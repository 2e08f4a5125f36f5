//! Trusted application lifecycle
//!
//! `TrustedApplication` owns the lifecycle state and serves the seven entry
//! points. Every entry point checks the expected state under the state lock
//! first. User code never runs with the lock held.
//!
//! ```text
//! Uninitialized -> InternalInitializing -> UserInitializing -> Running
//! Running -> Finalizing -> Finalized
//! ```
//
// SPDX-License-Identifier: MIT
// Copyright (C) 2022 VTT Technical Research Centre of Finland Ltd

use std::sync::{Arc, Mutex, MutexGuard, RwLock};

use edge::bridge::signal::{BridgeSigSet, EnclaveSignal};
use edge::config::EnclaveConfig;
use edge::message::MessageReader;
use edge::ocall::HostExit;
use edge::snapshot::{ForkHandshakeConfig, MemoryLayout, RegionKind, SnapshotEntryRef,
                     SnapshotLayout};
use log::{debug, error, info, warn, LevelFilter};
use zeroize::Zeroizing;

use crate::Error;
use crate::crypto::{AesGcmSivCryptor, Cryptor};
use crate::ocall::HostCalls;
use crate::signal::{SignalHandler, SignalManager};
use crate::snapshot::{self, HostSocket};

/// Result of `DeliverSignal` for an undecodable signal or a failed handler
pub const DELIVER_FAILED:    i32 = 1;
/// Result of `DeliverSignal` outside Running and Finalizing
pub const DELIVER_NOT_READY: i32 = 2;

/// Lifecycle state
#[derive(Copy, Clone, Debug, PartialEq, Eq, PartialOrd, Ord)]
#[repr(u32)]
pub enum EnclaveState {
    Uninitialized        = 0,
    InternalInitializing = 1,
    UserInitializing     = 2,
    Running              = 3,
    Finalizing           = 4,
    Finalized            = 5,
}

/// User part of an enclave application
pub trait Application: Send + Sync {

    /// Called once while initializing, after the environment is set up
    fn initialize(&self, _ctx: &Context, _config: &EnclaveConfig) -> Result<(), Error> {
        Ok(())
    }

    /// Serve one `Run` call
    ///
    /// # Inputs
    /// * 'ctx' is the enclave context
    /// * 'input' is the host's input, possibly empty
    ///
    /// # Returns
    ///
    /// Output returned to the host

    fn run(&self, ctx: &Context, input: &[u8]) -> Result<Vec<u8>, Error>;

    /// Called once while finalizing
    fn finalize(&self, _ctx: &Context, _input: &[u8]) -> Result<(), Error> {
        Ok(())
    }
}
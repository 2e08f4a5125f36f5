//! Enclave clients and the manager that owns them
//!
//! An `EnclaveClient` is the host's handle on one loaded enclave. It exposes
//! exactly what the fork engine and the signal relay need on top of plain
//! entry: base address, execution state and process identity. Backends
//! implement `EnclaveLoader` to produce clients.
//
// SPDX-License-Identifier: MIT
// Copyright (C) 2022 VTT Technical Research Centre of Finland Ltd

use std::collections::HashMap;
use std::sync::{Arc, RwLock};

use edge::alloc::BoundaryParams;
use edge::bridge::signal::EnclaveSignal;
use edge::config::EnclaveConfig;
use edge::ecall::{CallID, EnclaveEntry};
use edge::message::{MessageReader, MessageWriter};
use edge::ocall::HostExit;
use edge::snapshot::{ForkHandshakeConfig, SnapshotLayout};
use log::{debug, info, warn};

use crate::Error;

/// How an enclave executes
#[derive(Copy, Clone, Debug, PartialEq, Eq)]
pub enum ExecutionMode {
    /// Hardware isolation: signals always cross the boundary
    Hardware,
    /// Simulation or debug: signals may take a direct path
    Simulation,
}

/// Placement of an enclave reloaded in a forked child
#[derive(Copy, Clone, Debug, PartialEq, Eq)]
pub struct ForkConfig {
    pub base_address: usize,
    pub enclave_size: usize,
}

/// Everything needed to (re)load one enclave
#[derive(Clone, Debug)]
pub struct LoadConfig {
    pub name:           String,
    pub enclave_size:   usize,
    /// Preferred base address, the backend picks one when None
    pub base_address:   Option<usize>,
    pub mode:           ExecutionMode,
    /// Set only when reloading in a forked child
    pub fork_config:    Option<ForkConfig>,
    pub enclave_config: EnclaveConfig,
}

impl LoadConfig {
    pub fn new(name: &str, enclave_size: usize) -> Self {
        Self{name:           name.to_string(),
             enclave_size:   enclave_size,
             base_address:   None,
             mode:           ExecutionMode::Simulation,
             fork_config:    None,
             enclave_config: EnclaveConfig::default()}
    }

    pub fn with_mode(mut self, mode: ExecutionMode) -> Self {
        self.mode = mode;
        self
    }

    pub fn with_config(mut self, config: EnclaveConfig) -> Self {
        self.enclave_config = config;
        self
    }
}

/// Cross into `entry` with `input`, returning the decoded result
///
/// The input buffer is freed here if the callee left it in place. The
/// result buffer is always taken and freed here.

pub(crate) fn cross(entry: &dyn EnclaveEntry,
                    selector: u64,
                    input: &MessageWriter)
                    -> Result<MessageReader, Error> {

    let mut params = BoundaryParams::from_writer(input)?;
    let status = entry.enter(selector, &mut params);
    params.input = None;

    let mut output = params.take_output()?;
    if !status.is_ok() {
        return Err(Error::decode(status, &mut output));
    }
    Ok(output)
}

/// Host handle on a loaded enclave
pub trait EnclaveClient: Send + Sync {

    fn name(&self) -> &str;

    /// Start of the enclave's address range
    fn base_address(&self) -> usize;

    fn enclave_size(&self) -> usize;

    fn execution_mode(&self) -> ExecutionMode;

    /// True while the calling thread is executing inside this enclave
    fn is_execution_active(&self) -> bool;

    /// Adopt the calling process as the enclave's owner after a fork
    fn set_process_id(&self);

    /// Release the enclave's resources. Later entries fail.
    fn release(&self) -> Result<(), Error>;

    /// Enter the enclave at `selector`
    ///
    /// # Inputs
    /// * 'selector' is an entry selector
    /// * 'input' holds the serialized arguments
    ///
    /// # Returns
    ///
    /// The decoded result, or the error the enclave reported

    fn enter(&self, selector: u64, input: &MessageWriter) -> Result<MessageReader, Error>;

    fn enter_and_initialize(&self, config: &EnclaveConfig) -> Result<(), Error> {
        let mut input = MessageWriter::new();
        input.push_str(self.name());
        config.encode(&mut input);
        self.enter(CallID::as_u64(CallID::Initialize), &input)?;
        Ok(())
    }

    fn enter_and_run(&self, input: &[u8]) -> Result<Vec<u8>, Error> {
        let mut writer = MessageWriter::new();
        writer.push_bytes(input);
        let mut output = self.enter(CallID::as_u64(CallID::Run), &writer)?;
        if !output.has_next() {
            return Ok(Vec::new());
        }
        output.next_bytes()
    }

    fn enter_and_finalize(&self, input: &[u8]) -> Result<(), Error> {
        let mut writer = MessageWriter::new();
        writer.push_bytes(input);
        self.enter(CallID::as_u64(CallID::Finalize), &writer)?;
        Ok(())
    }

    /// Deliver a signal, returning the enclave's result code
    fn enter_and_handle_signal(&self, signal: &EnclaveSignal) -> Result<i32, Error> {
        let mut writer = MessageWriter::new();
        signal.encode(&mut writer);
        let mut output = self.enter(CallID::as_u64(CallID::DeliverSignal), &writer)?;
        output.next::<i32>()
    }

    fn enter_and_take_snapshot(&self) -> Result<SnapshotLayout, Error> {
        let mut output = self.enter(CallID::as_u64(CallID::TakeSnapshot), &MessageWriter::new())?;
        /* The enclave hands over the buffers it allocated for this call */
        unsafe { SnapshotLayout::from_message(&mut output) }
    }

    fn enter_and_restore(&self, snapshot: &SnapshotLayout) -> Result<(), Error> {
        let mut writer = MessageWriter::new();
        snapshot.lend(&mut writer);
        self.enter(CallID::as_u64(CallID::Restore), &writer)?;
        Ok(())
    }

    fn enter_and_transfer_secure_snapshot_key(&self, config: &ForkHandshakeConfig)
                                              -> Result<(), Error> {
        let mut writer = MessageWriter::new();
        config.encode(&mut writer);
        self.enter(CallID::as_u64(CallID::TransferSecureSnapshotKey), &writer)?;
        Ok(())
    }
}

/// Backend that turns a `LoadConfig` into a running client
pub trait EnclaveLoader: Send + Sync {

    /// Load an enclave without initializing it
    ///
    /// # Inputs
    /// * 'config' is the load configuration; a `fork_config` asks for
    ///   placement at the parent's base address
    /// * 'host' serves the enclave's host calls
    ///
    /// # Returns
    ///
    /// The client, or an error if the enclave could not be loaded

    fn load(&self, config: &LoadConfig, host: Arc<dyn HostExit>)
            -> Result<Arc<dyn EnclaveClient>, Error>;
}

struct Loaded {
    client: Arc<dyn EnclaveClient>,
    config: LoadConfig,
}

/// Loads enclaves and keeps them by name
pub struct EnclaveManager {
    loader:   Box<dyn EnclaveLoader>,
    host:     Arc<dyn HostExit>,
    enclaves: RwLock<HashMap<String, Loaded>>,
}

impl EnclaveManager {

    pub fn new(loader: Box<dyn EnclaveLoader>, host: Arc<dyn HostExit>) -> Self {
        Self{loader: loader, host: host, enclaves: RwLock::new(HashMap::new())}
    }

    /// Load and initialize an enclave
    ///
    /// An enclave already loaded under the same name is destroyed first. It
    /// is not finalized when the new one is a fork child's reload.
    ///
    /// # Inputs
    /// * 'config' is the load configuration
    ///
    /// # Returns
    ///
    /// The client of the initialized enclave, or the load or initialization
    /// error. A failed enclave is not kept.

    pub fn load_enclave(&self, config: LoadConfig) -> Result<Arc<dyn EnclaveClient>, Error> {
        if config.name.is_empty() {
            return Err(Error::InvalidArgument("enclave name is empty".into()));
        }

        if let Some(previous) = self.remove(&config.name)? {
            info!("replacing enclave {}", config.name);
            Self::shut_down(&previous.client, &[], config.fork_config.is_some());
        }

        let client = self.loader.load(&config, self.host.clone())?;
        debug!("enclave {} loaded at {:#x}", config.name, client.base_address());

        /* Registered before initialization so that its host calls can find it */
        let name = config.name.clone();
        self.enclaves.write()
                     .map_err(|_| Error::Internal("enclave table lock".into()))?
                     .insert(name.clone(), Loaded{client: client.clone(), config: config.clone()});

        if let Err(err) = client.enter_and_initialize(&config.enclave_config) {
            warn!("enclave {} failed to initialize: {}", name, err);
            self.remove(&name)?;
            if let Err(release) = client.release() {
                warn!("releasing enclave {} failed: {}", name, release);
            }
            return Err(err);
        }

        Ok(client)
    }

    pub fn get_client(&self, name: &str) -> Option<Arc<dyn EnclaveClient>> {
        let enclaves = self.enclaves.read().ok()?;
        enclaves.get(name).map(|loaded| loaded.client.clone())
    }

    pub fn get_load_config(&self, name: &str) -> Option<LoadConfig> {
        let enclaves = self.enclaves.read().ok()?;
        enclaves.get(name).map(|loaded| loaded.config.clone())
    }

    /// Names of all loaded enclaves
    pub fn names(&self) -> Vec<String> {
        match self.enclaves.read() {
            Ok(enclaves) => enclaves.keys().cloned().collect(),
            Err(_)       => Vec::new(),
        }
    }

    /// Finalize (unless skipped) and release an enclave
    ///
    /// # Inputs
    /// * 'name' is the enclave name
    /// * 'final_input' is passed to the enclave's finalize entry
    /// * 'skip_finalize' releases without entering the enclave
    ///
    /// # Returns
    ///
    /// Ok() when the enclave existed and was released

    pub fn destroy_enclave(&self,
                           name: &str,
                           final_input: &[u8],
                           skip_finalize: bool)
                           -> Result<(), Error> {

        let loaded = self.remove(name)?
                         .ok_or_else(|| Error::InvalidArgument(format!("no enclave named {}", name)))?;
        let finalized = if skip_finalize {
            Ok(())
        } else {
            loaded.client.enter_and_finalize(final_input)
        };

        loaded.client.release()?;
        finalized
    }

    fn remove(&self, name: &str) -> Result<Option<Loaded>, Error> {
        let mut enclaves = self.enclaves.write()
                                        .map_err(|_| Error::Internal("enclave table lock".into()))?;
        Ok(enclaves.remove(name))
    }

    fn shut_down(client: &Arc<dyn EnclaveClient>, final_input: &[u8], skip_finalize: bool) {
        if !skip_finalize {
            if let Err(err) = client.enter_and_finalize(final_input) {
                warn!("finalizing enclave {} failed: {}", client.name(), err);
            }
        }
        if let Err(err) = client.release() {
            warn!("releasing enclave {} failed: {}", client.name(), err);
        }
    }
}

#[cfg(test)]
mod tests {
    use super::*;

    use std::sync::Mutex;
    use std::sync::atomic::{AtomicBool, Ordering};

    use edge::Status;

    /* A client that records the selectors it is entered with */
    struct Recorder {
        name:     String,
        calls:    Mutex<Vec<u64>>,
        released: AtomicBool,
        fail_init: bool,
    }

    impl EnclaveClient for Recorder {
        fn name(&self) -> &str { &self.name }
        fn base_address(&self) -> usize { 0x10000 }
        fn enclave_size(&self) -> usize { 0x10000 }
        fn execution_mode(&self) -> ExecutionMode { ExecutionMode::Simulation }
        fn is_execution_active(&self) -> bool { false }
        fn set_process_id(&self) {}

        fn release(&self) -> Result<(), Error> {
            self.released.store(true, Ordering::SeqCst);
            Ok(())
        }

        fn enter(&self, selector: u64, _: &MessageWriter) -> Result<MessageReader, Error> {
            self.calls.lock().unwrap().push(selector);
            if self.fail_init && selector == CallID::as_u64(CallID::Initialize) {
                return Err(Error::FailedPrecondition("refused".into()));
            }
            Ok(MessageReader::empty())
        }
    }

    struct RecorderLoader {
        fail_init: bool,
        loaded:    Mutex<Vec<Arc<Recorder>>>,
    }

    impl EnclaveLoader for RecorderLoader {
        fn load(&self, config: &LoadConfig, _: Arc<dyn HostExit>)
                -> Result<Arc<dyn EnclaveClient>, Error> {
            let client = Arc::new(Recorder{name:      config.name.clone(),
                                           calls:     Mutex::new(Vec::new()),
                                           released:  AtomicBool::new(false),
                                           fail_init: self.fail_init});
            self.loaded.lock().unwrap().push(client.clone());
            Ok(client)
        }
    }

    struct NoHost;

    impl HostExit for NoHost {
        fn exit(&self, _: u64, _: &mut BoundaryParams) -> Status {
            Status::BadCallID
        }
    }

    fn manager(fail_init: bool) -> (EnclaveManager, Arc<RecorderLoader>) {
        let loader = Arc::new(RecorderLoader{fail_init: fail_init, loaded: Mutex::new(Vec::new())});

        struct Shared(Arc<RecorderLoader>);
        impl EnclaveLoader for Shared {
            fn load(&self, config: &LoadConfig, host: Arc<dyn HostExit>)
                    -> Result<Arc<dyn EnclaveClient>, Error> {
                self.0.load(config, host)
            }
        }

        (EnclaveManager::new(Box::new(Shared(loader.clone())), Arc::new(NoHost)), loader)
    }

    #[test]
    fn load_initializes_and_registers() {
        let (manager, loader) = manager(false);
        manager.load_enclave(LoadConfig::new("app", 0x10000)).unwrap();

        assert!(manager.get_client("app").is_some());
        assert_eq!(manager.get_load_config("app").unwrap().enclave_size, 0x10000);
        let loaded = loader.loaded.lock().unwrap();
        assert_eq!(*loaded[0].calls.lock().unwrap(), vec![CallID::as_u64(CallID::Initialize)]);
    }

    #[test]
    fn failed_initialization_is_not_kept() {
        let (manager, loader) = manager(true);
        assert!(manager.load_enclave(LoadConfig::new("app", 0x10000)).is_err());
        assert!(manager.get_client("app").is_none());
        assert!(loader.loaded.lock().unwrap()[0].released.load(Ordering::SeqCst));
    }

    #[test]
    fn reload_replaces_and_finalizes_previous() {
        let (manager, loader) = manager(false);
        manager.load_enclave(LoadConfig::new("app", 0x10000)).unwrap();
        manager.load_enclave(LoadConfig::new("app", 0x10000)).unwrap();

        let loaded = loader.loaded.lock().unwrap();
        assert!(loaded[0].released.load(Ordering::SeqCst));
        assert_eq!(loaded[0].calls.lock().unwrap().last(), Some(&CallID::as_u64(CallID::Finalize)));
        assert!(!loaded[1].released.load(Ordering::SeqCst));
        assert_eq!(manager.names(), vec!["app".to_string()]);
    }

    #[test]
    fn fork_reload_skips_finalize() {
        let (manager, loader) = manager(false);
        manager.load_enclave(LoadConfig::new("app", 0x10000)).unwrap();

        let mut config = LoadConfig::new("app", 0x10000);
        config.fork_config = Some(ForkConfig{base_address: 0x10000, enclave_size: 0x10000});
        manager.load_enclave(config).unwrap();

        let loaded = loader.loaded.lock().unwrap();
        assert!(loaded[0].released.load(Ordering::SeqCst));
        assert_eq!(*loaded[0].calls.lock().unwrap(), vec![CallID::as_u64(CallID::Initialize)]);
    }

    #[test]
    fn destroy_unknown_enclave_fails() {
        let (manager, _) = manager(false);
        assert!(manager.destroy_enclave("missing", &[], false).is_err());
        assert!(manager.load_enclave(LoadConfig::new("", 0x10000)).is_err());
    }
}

● ● ● ● ● ● ●

» Exercise description: Taking the entries above, print exactly the lines starting at the line with "entering the enclave" and ending at the line with "let loaded = self.remove(name)?", both included.

» Answer to this problem:
    /// * 'skip_finalize' releases without entering the enclave
    ///
    /// # Returns
    ///
    /// Ok() when the enclave existed and was released

    pub fn destroy_enclave(&self,
                           name: &str,
                           final_input: &[u8],
                           skip_finalize: bool)
                           -> Result<(), Error> {

        let loaded = self.remove(name)?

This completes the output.